//! Bridge-host message types
//!
//! Every wire frame is one JSON object `{ "type": ..., "data": ... }` on a
//! single line. The adjacently-tagged serde representation below produces
//! exactly that shape.

use serde::{Deserialize, Serialize};

use crate::types::SpawnOptions;

/// Stable error codes carried in `error.code`
#[derive(Debug, Clone, Copy, PartialEq, Eq, Serialize, Deserialize)]
#[serde(rename_all = "SCREAMING_SNAKE_CASE")]
pub enum ErrorCode {
    /// A shell is already running under this host
    DoubleSpawn,
    /// Requested shell is not on the platform whitelist
    ShellNotAllowed,
    /// Working directory does not exist or is not a directory
    InvalidCwd,
    /// Working directory resolves outside the boundary tolerance
    CwdOutsideBoundary,
    /// Spawn-time exception (anything thrown while setting up the shell)
    SpawnException,
    /// The pseudo-terminal could not be opened
    InvalidPty,
    /// The shell process failed to start
    SpawnFailed,
    /// Top-level panic intercepted in the host
    UncaughtException,
    /// Background task failure intercepted in the host
    UnhandledRejection,
}

/// Messages sent from host to bridge
#[derive(Debug, Clone, PartialEq, Serialize, Deserialize)]
#[serde(tag = "type", content = "data", rename_all = "kebab-case")]
pub enum HostMessage {
    /// Host process is up and listening on stdin
    Ready {},

    /// Boundary path accepted (informational)
    BoundarySet { path: String },

    /// Shell spawned successfully
    Spawned { pid: u32 },

    /// Output chunk from the shell, forwarded verbatim
    Data(String),

    /// Shell exited
    #[serde(rename_all = "camelCase")]
    Exit { exit_code: i32 },

    /// Typed failure: policy rejection or process-lifecycle error
    Error { message: String, code: ErrorCode },
}

/// Messages sent from bridge to host
#[derive(Debug, Clone, PartialEq, Serialize, Deserialize)]
#[serde(tag = "type", content = "data", rename_all = "kebab-case")]
pub enum BridgeMessage {
    /// Set the boundary path, once per host lifetime
    SetBoundary { path: String },

    /// Spawn a shell after the validation pipeline passes
    Spawn(SpawnOptions),

    /// Write input bytes to the shell
    Write(String),

    /// Resize the pseudo-terminal
    Resize { cols: u16, rows: u16 },

    /// Gracefully terminate the shell
    Kill {},
}
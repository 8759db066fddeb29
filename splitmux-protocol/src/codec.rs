//! Message codec for NDJSON framing
//!
//! Frames are newline-delimited JSON objects. The decoder buffers partial
//! reads, splits on `\n`, and keeps the trailing incomplete fragment for the
//! next chunk. A line that fails to parse is logged and skipped, never fatal:
//! malformed input is tolerated, not treated as a protocol violation.

use bytes::{BufMut, BytesMut};
use tokio_util::codec::{Decoder, Encoder};
use tracing::warn;

use crate::messages::{BridgeMessage, HostMessage};

/// Maximum line length (1 MB). A stream that never sends a newline cannot
/// grow the buffer unboundedly; overlong lines are dropped like malformed ones.
pub const MAX_LINE: usize = 1024 * 1024;

/// Protocol codec error
#[derive(Debug, thiserror::Error)]
pub enum CodecError {
    #[error("IO error: {0}")]
    Io(#[from] std::io::Error),

    #[error("Serialization error: {0}")]
    Json(#[from] serde_json::Error),

    #[error("Line too long: {size} bytes (max {max})")]
    LineTooLong { size: usize, max: usize },
}

/// Codec for BridgeMessage (encoding) and HostMessage (decoding)
/// Used by the bridge side
#[derive(Debug, Default)]
pub struct BridgeCodec {
    discarding: bool,
}

impl BridgeCodec {
    pub fn new() -> Self {
        Self::default()
    }
}

impl Decoder for BridgeCodec {
    type Item = HostMessage;
    type Error = CodecError;

    fn decode(&mut self, src: &mut BytesMut) -> Result<Option<Self::Item>, Self::Error> {
        decode_line(src, &mut self.discarding)
    }
}

impl Encoder<BridgeMessage> for BridgeCodec {
    type Error = CodecError;

    fn encode(&mut self, item: BridgeMessage, dst: &mut BytesMut) -> Result<(), Self::Error> {
        encode_line(&item, dst)
    }
}

/// Codec for HostMessage (encoding) and BridgeMessage (decoding)
/// Used by the host side
#[derive(Debug, Default)]
pub struct HostCodec {
    discarding: bool,
}

impl HostCodec {
    pub fn new() -> Self {
        Self::default()
    }
}

impl Decoder for HostCodec {
    type Item = BridgeMessage;
    type Error = CodecError;

    fn decode(&mut self, src: &mut BytesMut) -> Result<Option<Self::Item>, Self::Error> {
        decode_line(src, &mut self.discarding)
    }
}

impl Encoder<HostMessage> for HostCodec {
    type Error = CodecError;

    fn encode(&mut self, item: HostMessage, dst: &mut BytesMut) -> Result<(), Self::Error> {
        encode_line(&item, dst)
    }
}

/// Decode the next parseable line, skipping malformed and overlong ones
fn decode_line<T: serde::de::DeserializeOwned>(
    src: &mut BytesMut,
    discarding: &mut bool,
) -> Result<Option<T>, CodecError> {
    loop {
        let newline = src.iter().position(|&b| b == b'\n');

        let Some(pos) = newline else {
            // No complete line yet. Cap the buffer so a missing newline
            // cannot grow it without bound.
            if src.len() > MAX_LINE {
                warn!(size = src.len(), "Dropping overlong unterminated line");
                src.clear();
                *discarding = true;
            }
            return Ok(None);
        };

        let line = src.split_to(pos + 1);

        if *discarding {
            // Tail of a line whose head was already dropped
            *discarding = false;
            continue;
        }

        if pos > MAX_LINE {
            warn!(size = pos, "Dropping overlong line");
            continue;
        }

        let trimmed = trim_line(&line[..pos]);
        if trimmed.is_empty() {
            continue;
        }

        match serde_json::from_slice(trimmed) {
            Ok(msg) => return Ok(Some(msg)),
            Err(e) => {
                warn!(
                    error = %e,
                    line = %String::from_utf8_lossy(trimmed),
                    "Dropping malformed protocol line"
                );
                continue;
            }
        }
    }
}

/// Encode one message followed by a newline
fn encode_line<T: serde::Serialize>(item: &T, dst: &mut BytesMut) -> Result<(), CodecError> {
    let data = serde_json::to_vec(item)?;

    if data.len() > MAX_LINE {
        return Err(CodecError::LineTooLong {
            size: data.len(),
            max: MAX_LINE,
        });
    }

    dst.reserve(data.len() + 1);
    dst.put_slice(&data);
    dst.put_u8(b'\n');
    Ok(())
}

/// Strip trailing `\r` (and stray whitespace) from a frame
fn trim_line(line: &[u8]) -> &[u8] {
    let mut end = line.len();
    while end > 0 && (line[end - 1] == b'\r' || line[end - 1] == b' ') {
        end -= 1;
    }
    let mut start = 0;
    while start < end && line[start] == b' ' {
        start += 1;
    }
    &line[start..end]
}
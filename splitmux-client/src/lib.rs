//! splitmux-client: embedding-side core
//!
//! Multiplexes interactive shell sessions inside a single host view. The
//! pieces compose bottom-up:
//!
//! - [`layout::PaneLayoutTree`]: pure in-memory binary tree of panes
//! - [`registry::SessionRegistry`]: lifecycle of terminal sessions
//! - [`bridge::ProcessBridge`]: one sandboxed host child per session
//! - [`orchestrator::SessionOrchestrator`]: composition root the UI calls

pub mod bridge;
pub mod debounce;
pub mod layout;
pub mod orchestrator;
pub mod registry;

pub use bridge::{BridgeConfig, BridgeEvent, ProcessBridge};
pub use layout::{LayoutSnapshot, PaneId, PaneLayoutTree};
pub use orchestrator::{OrchestratorConfig, OutputSink, SessionOrchestrator};
pub use registry::{ProjectRef, Session, SessionId, SessionInfo, SessionRegistry};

☆ ☆ ☆ ☆

* [GOAL OF THE EXERCISE]:
Only the data above, repeated exactly, should make up the reply.

* [TASK RESULT]:
//! Bridge-host message types
//!
//! Every wire frame is one JSON object `{ "type": ..., "data": ... }` on a
//! single line. The adjacently-tagged serde representation below produces
//! exactly that shape.

use serde::{Deserialize, Serialize};

use crate::types::SpawnOptions;

/// Stable error codes carried in `error.code`
#[derive(Debug, Clone, Copy, PartialEq, Eq, Serialize, Deserialize)]
#[serde(rename_all = "SCREAMING_SNAKE_CASE")]
pub enum ErrorCode {
    /// A shell is already running under this host
    DoubleSpawn,
    /// Requested shell is not on the platform whitelist
    ShellNotAllowed,
    /// Working directory does not exist or is not a directory
    InvalidCwd,
    /// Working directory resolves outside the boundary tolerance
    CwdOutsideBoundary,
    /// Spawn-time exception (anything thrown while setting up the shell)
    SpawnException,
    /// The pseudo-terminal could not be opened
    InvalidPty,
    /// The shell process failed to start
    SpawnFailed,
    /// Top-level panic intercepted in the host
    UncaughtException,
    /// Background task failure intercepted in the host
    UnhandledRejection,
}

/// Messages sent from host to bridge
#[derive(Debug, Clone, PartialEq, Serialize, Deserialize)]
#[serde(tag = "type", content = "data", rename_all = "kebab-case")]
pub enum HostMessage {
    /// Host process is up and listening on stdin
    Ready {},

    /// Boundary path accepted (informational)
    BoundarySet { path: String },

    /// Shell spawned successfully
    Spawned { pid: u32 },

    /// Output chunk from the shell, forwarded verbatim
    Data(String),

    /// Shell exited
    #[serde(rename_all = "camelCase")]
    Exit { exit_code: i32 },

    /// Typed failure: policy rejection or process-lifecycle error
    Error { message: String, code: ErrorCode },
}

/// Messages sent from bridge to host
#[derive(Debug, Clone, PartialEq, Serialize, Deserialize)]
#[serde(tag = "type", content = "data", rename_all = "kebab-case")]
pub enum BridgeMessage {
    /// Set the boundary path, once per host lifetime
    SetBoundary { path: String },

    /// Spawn a shell after the validation pipeline passes
    Spawn(SpawnOptions),

    /// Write input bytes to the shell
    Write(String),

    /// Resize the pseudo-terminal
    Resize { cols: u16, rows: u16 },

    /// Gracefully terminate the shell
    Kill {},
}
repository 8759db066fddeb29
filename splitmux-protocol/src/codec.rs
//! Message codec for NDJSON framing
//!
//! Frames are newline-delimited JSON objects. The decoder buffers partial
//! reads, splits on `\n`, and keeps the trailing incomplete fragment for the
//! next chunk. A line that fails to parse is logged and skipped, never fatal:
//! malformed input is tolerated, not treated as a protocol violation.

use bytes::{BufMut, BytesMut};
use tokio_util::codec::{Decoder, Encoder};
use tracing::warn;

use crate::messages::{BridgeMessage, HostMessage};

/// Maximum line length (1 MB). A stream that never sends a newline cannot
/// grow the buffer unboundedly; overlong lines are dropped like malformed ones.
pub const MAX_LINE: usize = 1024 * 1024;

/// Protocol codec error
#[derive(Debug, thiserror::Error)]
pub enum CodecError {
    #[error("IO error: {0}")]
    Io(#[from] std::io::Error),

    #[error("Serialization error: {0}")]
    Json(#[from] serde_json::Error),

    #[error("Line too long: {size} bytes (max {max})")]
    LineTooLong { size: usize, max: usize },
}

/// Codec for BridgeMessage (encoding) and HostMessage (decoding)
/// Used by the bridge side
#[derive(Debug, Default)]
pub struct BridgeCodec {
    discarding: bool,
}

impl BridgeCodec {
    pub fn new() -> Self {
        Self::default()
    }
}

impl Decoder for BridgeCodec {
    type Item = HostMessage;
    type Error = CodecError;

    fn decode(&mut self, src: &mut BytesMut) -> Result<Option<Self::Item>, Self::Error> {
        decode_line(src, &mut self.discarding)
    }
}

impl Encoder<BridgeMessage> for BridgeCodec {
    type Error = CodecError;

    fn encode(&mut self, item: BridgeMessage, dst: &mut BytesMut) -> Result<(), Self::Error> {
        encode_line(&item, dst)
    }
}

/// Codec for HostMessage (encoding) and BridgeMessage (decoding)
/// Used by the host side
#[derive(Debug, Default)]
pub struct HostCodec {
    discarding: bool,
}

impl HostCodec {
    pub fn new() -> Self {
        Self::default()
    }
}

impl Decoder for HostCodec {
    type Item = BridgeMessage;
    type Error = CodecError;

    fn decode(&mut self, src: &mut BytesMut) -> Result<Option<Self::Item>, Self::Error> {
        decode_line(src, &mut self.discarding)
    }
}

impl Encoder<HostMessage> for HostCodec {
    type Error = CodecError;

    fn encode(&mut self, item: HostMessage, dst: &mut BytesMut) -> Result<(), Self::Error> {
        encode_line(&item, dst)
    }
}

/// Decode the next parseable line, skipping malformed and overlong ones
fn decode_line<T: serde::de::DeserializeOwned>(
    src: &mut BytesMut,
    discarding: &mut bool,
) -> Result<Option<T>, CodecError> {
    loop {
        let newline = src.iter().position(|&b| b == b'\n');

        let Some(pos) = newline else {
            // No complete line yet. Cap the buffer so a missing newline
            // cannot grow it without bound.
            if src.len() > MAX_LINE {
                warn!(size = src.len(), "Dropping overlong unterminated line");
                src.clear();
                *discarding = true;
            }
            return Ok(None);
        };

        let line = src.split_to(pos + 1);

        if *discarding {
            // Tail of a line whose head was already dropped
            *discarding = false;
            continue;
        }

        if pos > MAX_LINE {
            warn!(size = pos, "Dropping overlong line");
            continue;
        }

        let trimmed = trim_line(&line[..pos]);
        if trimmed.is_empty() {
            continue;
        }

        match serde_json::from_slice(trimmed) {
            Ok(msg) => return Ok(Some(msg)),
            Err(e) => {
                warn!(
                    error = %e,
                    line = %String::from_utf8_lossy(trimmed),
                    "Dropping malformed protocol line"
                );
                continue;
            }
        }
    }
}

/// Encode one message followed by a newline
fn encode_line<T: serde::Serialize>(item: &T, dst: &mut BytesMut) -> Result<(), CodecError> {
    let data = serde_json::to_vec(item)?;

    if data.len() > MAX_LINE {
        return Err(CodecError::LineTooLong {
            size: data.len(),
            max: MAX_LINE,
        });
    }

    dst.reserve(data.len() + 1);
    dst.put_slice(&data);
    dst.put_u8(b'\n');
    Ok(())
}

/// Strip trailing `\r` (and stray whitespace) from a frame
fn trim_line(line: &[u8]) -> &[u8] {
    let mut end = line.len();
    while end > 0 && (line[end - 1] == b'\r' || line[end - 1] == b' ') {
        end -= 1;
    }
    let mut start = 0;
    while start < end && line[start] == b' ' {
        start += 1;
    }
    &line[start..end]
}
filename splitmux-client/src/lib.rs
//! splitmux-client: embedding-side core
//!
//! Multiplexes interactive shell sessions inside a single host view. The
//! pieces compose bottom-up:
//!
//! - [`layout::PaneLayoutTree`]: pure in-memory binary tree of panes
//! - [`registry::SessionRegistry`]: lifecycle of terminal sessions
//! - [`bridge::ProcessBridge`]: one sandboxed host child per session
//! - [`orchestrator::SessionOrchestrator`]: composition root the UI calls

pub mod bridge;
pub mod debounce;
pub mod layout;
pub mod orchestrator;
pub mod registry;

pub use bridge::{BridgeConfig, BridgeEvent, ProcessBridge};
pub use layout::{LayoutSnapshot, PaneId, PaneLayoutTree};
pub use orchestrator::{OrchestratorConfig, OutputSink, SessionOrchestrator};
pub use registry::{ProjectRef, Session, SessionId, SessionInfo, SessionRegistry};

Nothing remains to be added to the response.